▶ **ASSIGNMENT**
From the first line to the last, output the entries exactly.

(Extracted data entries)
BEGIN

//! Indexes of join and exists inputs.

use std::collections::{BTreeMap, HashMap};
use std::ops::Bound;

use smallvec::SmallVec;

use super::Comparison;
use crate::key::{Key, OrdKey};
use crate::tuple::{ListEntry, TupleList};

/// Index key of one input tuple: the hashed equality part and the optional
/// ordered range part.
#[derive(Debug, Clone, PartialEq, Eq)]
pub struct IndexKey {
    pub(crate) equal: SmallVec<[Key; 2]>,
    pub(crate) range: Option<OrdKey>,
}

#[derive(Debug)]
enum Bucket<T> {
    Flat(TupleList<T>),
    Ordered(BTreeMap<OrdKey, TupleList<T>>),
}

impl<T> Bucket<T> {
    fn is_empty(&self) -> bool {
        match self {
            Bucket::Flat(list) => list.is_empty(),
            Bucket::Ordered(lists) => lists.is_empty(),
        }
    }
}

/// Values of one side of a join, bucketed by [`IndexKey`].
///
/// Empty lists and buckets are removed eagerly, so an index holding no value
/// holds no memory either.
#[derive(Debug)]
pub(crate) struct JoinIndex<T> {
    buckets: HashMap<SmallVec<[Key; 2]>, Bucket<T>>,
    len: usize,
}

impl<T> Default for JoinIndex<T> {
    fn default() -> Self {
        Self {
            buckets: HashMap::new(),
            len: 0,
        }
    }
}

impl<T: Copy> JoinIndex<T> {
    pub fn put(&mut self, key: &IndexKey, value: T) -> ListEntry {
        self.len += 1;
        let bucket = self
            .buckets
            .entry(key.equal.clone())
            .or_insert_with(|| match key.range {
                Some(_) => Bucket::Ordered(BTreeMap::new()),
                None => Bucket::Flat(TupleList::new()),
            });
        match (bucket, &key.range) {
            (Bucket::Flat(list), None) => list.add(value),
            (Bucket::Ordered(lists), Some(range)) => {
                lists.entry(range.clone()).or_default().add(value)
            }
            _ => panic!("Impossible state: index key {:?} does not fit its bucket", key),
        }
    }

    pub fn remove(&mut self, key: &IndexKey, entry: ListEntry) -> T {
        let Some(bucket) = self.buckets.get_mut(&key.equal) else {
            panic!("Impossible state: no bucket for index key {:?}", key);
        };
        let value = match (&mut *bucket, &key.range) {
            (Bucket::Flat(list), None) => list.remove(entry),
            (Bucket::Ordered(lists), Some(range)) => {
                let Some(list) = lists.get_mut(range) else {
                    panic!("Impossible state: no list for index key {:?}", key);
                };
                let value = list.remove(entry);
                if list.is_empty() {
                    lists.remove(range);
                }
                value
            }
            _ => panic!("Impossible state: index key {:?} does not fit its bucket", key),
        };
        if bucket.is_empty() {
            self.buckets.remove(&key.equal);
        }
        self.len -= 1;
        value
    }

    /// Values whose key matches `lookup`, a key of the opposite side.
    ///
    /// `op` is the range comparison, always written as `left <op> right`;
    /// `lookup_is_left` tells which side `lookup` comes from.
    pub fn candidates(
        &self,
        lookup: &IndexKey,
        op: Option<Comparison>,
        lookup_is_left: bool,
    ) -> Vec<T> {
        let mut found = Vec::new();
        match (self.buckets.get(&lookup.equal), op, &lookup.range) {
            (None, _, _) => {}
            (Some(Bucket::Flat(list)), None, _) => found.extend(list.iter().copied()),
            (Some(Bucket::Ordered(lists)), Some(op), Some(range)) => {
                // Rewrite as `lookup <op> stored`.
                let op = if lookup_is_left { op } else { op.flip() };
                for list in lists.range(range_bounds(op, range)).map(|(_, list)| list) {
                    found.extend(list.iter().copied());
                }
            }
            _ => panic!("Impossible state: lookup {:?} does not fit its index", lookup),
        }
        found
    }

    /// Number of indexed values.
    pub fn len(&self) -> usize {
        self.len
    }

    pub fn bucket_count(&self) -> usize {
        self.buckets.len()
    }
}

// Bounds of the stored keys `s` satisfying `lookup <op> s`.
fn range_bounds(op: Comparison, lookup: &OrdKey) -> (Bound<OrdKey>, Bound<OrdKey>) {
    let lookup = lookup.clone();
    match op {
        Comparison::LessThan => (Bound::Excluded(lookup), Bound::Unbounded),
        Comparison::LessThanOrEqual => (Bound::Included(lookup), Bound::Unbounded),
        Comparison::GreaterThan => (Bound::Unbounded, Bound::Excluded(lookup)),
        Comparison::GreaterThanOrEqual => (Bound::Unbounded, Bound::Included(lookup)),
    }
}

END

▶ **WRITTEN SOLUTION**
//! Indexes of join and exists inputs.

use std::collections::{BTreeMap, HashMap};
use std::ops::Bound;

use smallvec::SmallVec;

use super::Comparison;
use crate::key::{Key, OrdKey};
use crate::tuple::{ListEntry, TupleList};

/// Index key of one input tuple: the hashed equality part and the optional
/// ordered range part.
#[derive(Debug, Clone, PartialEq, Eq)]
pub struct IndexKey {
    pub(crate) equal: SmallVec<[Key; 2]>,
    pub(crate) range: Option<OrdKey>,
}

#[derive(Debug)]
enum Bucket<T> {
    Flat(TupleList<T>),
    Ordered(BTreeMap<OrdKey, TupleList<T>>),
}

impl<T> Bucket<T> {
    fn is_empty(&self) -> bool {
        match self {
            Bucket::Flat(list) => list.is_empty(),
            Bucket::Ordered(lists) => lists.is_empty(),
        }
    }
}

/// Values of one side of a join, bucketed by [`IndexKey`].
///
/// Empty lists and buckets are removed eagerly, so an index holding no value
/// holds no memory either.
#[derive(Debug)]
pub(crate) struct JoinIndex<T> {
    buckets: HashMap<SmallVec<[Key; 2]>, Bucket<T>>,
    len: usize,
}

impl<T> Default for JoinIndex<T> {
    fn default() -> Self {
        Self {
            buckets: HashMap::new(),
            len: 0,
        }
    }
}

impl<T: Copy> JoinIndex<T> {
    pub fn put(&mut self, key: &IndexKey, value: T) -> ListEntry {
        self.len += 1;
        let bucket = self
            .buckets
            .entry(key.equal.clone())
            .or_insert_with(|| match key.range {
                Some(_) => Bucket::Ordered(BTreeMap::new()),
                None => Bucket::Flat(TupleList::new()),
            });
        match (bucket, &key.range) {
            (Bucket::Flat(list), None) => list.add(value),
            (Bucket::Ordered(lists), Some(range)) => {
                lists.entry(range.clone()).or_default().add(value)
            }
            _ => panic!("Impossible state: index key {:?} does not fit its bucket", key),
        }
    }

    pub fn remove(&mut self, key: &IndexKey, entry: ListEntry) -> T {
        let Some(bucket) = self.buckets.get_mut(&key.equal) else {
            panic!("Impossible state: no bucket for index key {:?}", key);
        };
        let value = match (&mut *bucket, &key.range) {
            (Bucket::Flat(list), None) => list.remove(entry),
            (Bucket::Ordered(lists), Some(range)) => {
                let Some(list) = lists.get_mut(range) else {
                    panic!("Impossible state: no list for index key {:?}", key);
                };
                let value = list.remove(entry);
                if list.is_empty() {
                    lists.remove(range);
                }
                value
            }
            _ => panic!("Impossible state: index key {:?} does not fit its bucket", key),
        };
        if bucket.is_empty() {
            self.buckets.remove(&key.equal);
        }
        self.len -= 1;
        value
    }

    /// Values whose key matches `lookup`, a key of the opposite side.
    ///
    /// `op` is the range comparison, always written as `left <op> right`;
    /// `lookup_is_left` tells which side `lookup` comes from.
    pub fn candidates(
        &self,
        lookup: &IndexKey,
        op: Option<Comparison>,
        lookup_is_left: bool,
    ) -> Vec<T> {
        let mut found = Vec::new();
        match (self.buckets.get(&lookup.equal), op, &lookup.range) {
            (None, _, _) => {}
            (Some(Bucket::Flat(list)), None, _) => found.extend(list.iter().copied()),
            (Some(Bucket::Ordered(lists)), Some(op), Some(range)) => {
                // Rewrite as `lookup <op> stored`.
                let op = if lookup_is_left { op } else { op.flip() };
                for list in lists.range(range_bounds(op, range)).map(|(_, list)| list) {
                    found.extend(list.iter().copied());
                }
            }
            _ => panic!("Impossible state: lookup {:?} does not fit its index", lookup),
        }
        found
    }

    /// Number of indexed values.
    pub fn len(&self) -> usize {
        self.len
    }

    pub fn bucket_count(&self) -> usize {
        self.buckets.len()
    }
}

// Bounds of the stored keys `s` satisfying `lookup <op> s`.
fn range_bounds(op: Comparison, lookup: &OrdKey) -> (Bound<OrdKey>, Bound<OrdKey>) {
    let lookup = lookup.clone();
    match op {
        Comparison::LessThan => (Bound::Excluded(lookup), Bound::Unbounded),
        Comparison::LessThanOrEqual => (Bound::Included(lookup), Bound::Unbounded),
        Comparison::GreaterThan => (Bound::Unbounded, Bound::Excluded(lookup)),
        Comparison::GreaterThanOrEqual => (Bound::Unbounded, Bound::Included(lookup)),
    }
}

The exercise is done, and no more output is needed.